This systematic review and meta-analysis evaluated the available evidence to date regarding physical distancing, face masks, and eye protection to prevent spread of COVID-19.
The authors identified 172 observational studies across 16 countries and six continents, with no randomized controlled trials and 44 relevant comparative studies in health-care and non-health-care settings (n=25 697 patients). Within these studies, they found:
- Viral transmission was lower with physical distancing of 1 m or more, compared with a distance of less than 1 m (n=10,736, pooled adjusted odds ratio [aOR] 0.18, 95% CI 0.09 to 0.38; risk difference [RD] -10·2%, 95% CI -11.5 to -7.5; moderate certainty)
- Protection increased as distance was lengthened (change in relative risk [RR] 2.02 per m)
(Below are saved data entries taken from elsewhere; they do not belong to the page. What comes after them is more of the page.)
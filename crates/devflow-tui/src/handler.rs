use anyhow::Result;
use crossterm::event::{KeyCode, KeyEvent, KeyModifiers, MouseEvent, MouseEventKind};
use devflow_core::Task;
use crate::app::{App, FocusPane, InputMode, Screen, cursor_line_col};
use crate::tui::AppEvent;

/// Convert a character index to a byte index for UTF-8 safe string operations
fn char_to_byte_index(s: &str, char_idx: usize) -> usize {
    s.char_indices()
        .nth(char_idx)
        .map(|(i, _)| i)
        .unwrap_or(s.len())
}

pub async fn handle_event(app: &mut App, event: AppEvent) -> Result<()> {
    match event {
        AppEvent::Key(key) => handle_key(app, key),
        AppEvent::Mouse(mouse) => handle_mouse(app, mouse),
        AppEvent::Paste(text) => handle_paste(app, &text),
        AppEvent::Resize(_, _) => {}
        AppEvent::Tick => {
            app.tick_animation();
            app.poll_request().await;
        }
    }
    Ok(())
}

fn handle_key(app: &mut App, key: KeyEvent) {
    // Global keys that work in any mode
    if key.modifiers.contains(KeyModifiers::CONTROL) {
        match key.code {
            KeyCode::Char('c') => {
                app.should_quit = true;
                return;
            }
            KeyCode::Char('r') if app.screen == Screen::Workspace => {
                app.submit();
                return;
            }
            _ => {}
        }
    }

    match app.screen {
        Screen::Landing => handle_landing(app, key),
        Screen::Workspace => match app.input_mode {
            InputMode::Normal => handle_workspace_normal(app, key),
            InputMode::Editing => handle_editing(app, key),
        },
    }
}

fn handle_landing(app: &mut App, key: KeyEvent) {
    match key.code {
        KeyCode::Char('q') | KeyCode::Esc => app.should_quit = true,
        KeyCode::Enter | KeyCode::Char(' ') | KeyCode::Char('l') => app.launch(),
        _ => {}
    }
}

fn handle_workspace_normal(app: &mut App, key: KeyEvent) {
    match key.code {
        KeyCode::Char('q') => app.should_quit = true,
        KeyCode::Esc => app.screen = Screen::Landing,

        KeyCode::Tab => app.focus_next(),
        KeyCode::BackTab => app.focus_prev(),

        KeyCode::Char('r') => app.submit(),
        KeyCode::Char('x') => app.dismiss_banner(),

        // Direct task selection
        KeyCode::Char(c @ '1'..='4') => {
            let idx = c as usize - '1' as usize;
            if let Some(task) = Task::all().get(idx) {
                app.select_task(*task);
            }
        }

        _ => match app.focus {
            FocusPane::Tasks => match key.code {
                KeyCode::Char('j') | KeyCode::Down => app.task_nav_down(),
                KeyCode::Char('k') | KeyCode::Up => app.task_nav_up(),
                KeyCode::Enter | KeyCode::Char('l') => {
                    app.focus = FocusPane::Code;
                    app.input_mode = InputMode::Editing;
                }
                _ => {}
            },
            FocusPane::Code | FocusPane::Error => match key.code {
                KeyCode::Enter | KeyCode::Char('i') => app.input_mode = InputMode::Editing,
                KeyCode::Char('a') => {
                    move_to_end(app);
                    app.input_mode = InputMode::Editing;
                }
                _ => {}
            },
            FocusPane::Output => match key.code {
                KeyCode::Char('j') | KeyCode::Down => app.scroll_down(),
                KeyCode::Char('k') | KeyCode::Up => app.scroll_up(),
                KeyCode::Char('d') | KeyCode::PageDown => app.scroll_half_page_down(),
                KeyCode::Char('u') | KeyCode::PageUp => app.scroll_half_page_up(),
                KeyCode::Char('g') | KeyCode::Home => app.scroll_to_top(),
                KeyCode::Char('G') | KeyCode::End => app.scroll_to_bottom(),
                _ => {}
            },
        },
    }
}

fn handle_editing(app: &mut App, key: KeyEvent) {
    match key.code {
        KeyCode::Esc => {
            app.input_mode = InputMode::Normal;
            return;
        }
        KeyCode::Tab => {
            app.focus_next();
            return;
        }
        KeyCode::BackTab => {
            app.focus_prev();
            return;
        }
        _ => {}
    }

    match app.focus {
        FocusPane::Code => edit_code(app, key),
        FocusPane::Error => edit_error(app, key),
        _ => app.input_mode = InputMode::Normal,
    }
}

fn edit_code(app: &mut App, key: KeyEvent) {
    let mut cursor = app.code_cursor;
    let text = app.orchestrator.code_mut();

    match key.code {
        KeyCode::Enter => insert_char(text, &mut cursor, '\n'),
        KeyCode::Char(c) => insert_char(text, &mut cursor, c),
        KeyCode::Backspace => delete_before(text, &mut cursor),
        KeyCode::Delete => delete_at(text, cursor),
        KeyCode::Left => cursor = cursor.saturating_sub(1),
        KeyCode::Right => cursor = (cursor + 1).min(text.chars().count()),
        KeyCode::Up => cursor = vertical_move(text, cursor, -1),
        KeyCode::Down => cursor = vertical_move(text, cursor, 1),
        KeyCode::Home => cursor = line_start(text, cursor),
        KeyCode::End => cursor = line_end(text, cursor),
        _ => {}
    }

    app.code_cursor = cursor;
    app.follow_code_cursor();
}

fn edit_error(app: &mut App, key: KeyEvent) {
    let mut cursor = app.error_cursor;
    let text = app.orchestrator.error_text_mut();

    match key.code {
        KeyCode::Enter => {
            app.input_mode = InputMode::Normal;
            return;
        }
        KeyCode::Char(c) => insert_char(text, &mut cursor, c),
        KeyCode::Backspace => delete_before(text, &mut cursor),
        KeyCode::Delete => delete_at(text, cursor),
        KeyCode::Left => cursor = cursor.saturating_sub(1),
        KeyCode::Right => cursor = (cursor + 1).min(text.chars().count()),
        KeyCode::Home => cursor = 0,
        KeyCode::End => cursor = text.chars().count(),
        _ => {}
    }

    app.error_cursor = cursor;
}

fn handle_paste(app: &mut App, pasted: &str) {
    if app.screen != Screen::Workspace || !app.is_text_focus() {
        return;
    }
    app.input_mode = InputMode::Editing;

    // Terminals deliver pasted newlines as \r
    let normalized = pasted.replace("\r\n", "\n").replace('\r', "\n");

    match app.focus {
        FocusPane::Code => {
            let mut cursor = app.code_cursor;
            insert_str(app.orchestrator.code_mut(), &mut cursor, &normalized);
            app.code_cursor = cursor;
            app.follow_code_cursor();
        }
        FocusPane::Error => {
            let single_line = normalized.replace('\n', " ");
            let mut cursor = app.error_cursor;
            insert_str(app.orchestrator.error_text_mut(), &mut cursor, &single_line);
            app.error_cursor = cursor;
        }
        _ => {}
    }
}

fn handle_mouse(app: &mut App, mouse: MouseEvent) {
    if app.screen != Screen::Workspace {
        return;
    }
    match mouse.kind {
        MouseEventKind::ScrollDown => app.scroll_down(),
        MouseEventKind::ScrollUp => app.scroll_up(),
        _ => {}
    }
}

fn move_to_end(app: &mut App) {
    match app.focus {
        FocusPane::Code => {
            app.code_cursor = app.state().code.chars().count();
            app.follow_code_cursor();
        }
        FocusPane::Error => app.error_cursor = app.state().error_text.chars().count(),
        _ => {}
    }
}

fn insert_char(text: &mut String, cursor: &mut usize, c: char) {
    let byte_pos = char_to_byte_index(text, *cursor);
    text.insert(byte_pos, c);
    *cursor += 1;
}

fn insert_str(text: &mut String, cursor: &mut usize, s: &str) {
    let byte_pos = char_to_byte_index(text, *cursor);
    text.insert_str(byte_pos, s);
    *cursor += s.chars().count();
}

fn delete_before(text: &mut String, cursor: &mut usize) {
    if *cursor > 0 {
        *cursor -= 1;
        let byte_pos = char_to_byte_index(text, *cursor);
        text.remove(byte_pos);
    }
}

fn delete_at(text: &mut String, cursor: usize) {
    if cursor < text.chars().count() {
        let byte_pos = char_to_byte_index(text, cursor);
        text.remove(byte_pos);
    }
}

fn line_start(text: &str, cursor: usize) -> usize {
    let (_, col) = cursor_line_col(text, cursor);
    cursor - col
}

fn line_end(text: &str, cursor: usize) -> usize {
    let rest = text.chars().skip(cursor).take_while(|c| *c != '\n').count();
    cursor + rest
}

/// Move the cursor one line up or down, keeping the column where possible.
fn vertical_move(text: &str, cursor: usize, delta: i32) -> usize {
    let (line, col) = cursor_line_col(text, cursor);
    let target = line as i64 + delta as i64;
    let lines: Vec<usize> = text.split('\n').map(|l| l.chars().count()).collect();
    if target < 0 || target as usize >= lines.len() {
        return cursor;
    }
    let target = target as usize;
    let start: usize = lines[..target].iter().map(|len| len + 1).sum();
    start + col.min(lines[target])
}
- Face mask use could result in a large reduction in risk of infection (n=2,647; aOR 0.15, 95% CI 0.07 to 0.34, RD -14.3%, -15.9 to -10.7; low certainty), with stronger associations with N95 or similar respirators compared with disposable surgical masks or similar
- Eye protection also was associated with less infection (n=3,713; aOR 0.22, 95% CI 0.12 to 0.39, RD -10.6%, 95% CI -12.5 to -7.7; low certainty).
- Unadjusted studies and subgroup and sensitivity analyses showed similar findings
These findings suggest the use of non-pharmaceutical interventions, such as physical distancing of more than about 3 feet and wearing a medical mask and eye goggles, to reduce COVID-19 transmission. However the authors also note that the certainty of the evidence for face and eye mask protection is low and other measures, like physical distancing, are by far the most effective at reducing spread of coronavirus. They call for robust randomized trials and proper risk assessments of control measures, rather than casual assumptions.
An accompanying editorial highlights several of the review’s findings, including a subanalysis that found N95 respirators were 96% effective, considerably more so than other mask types.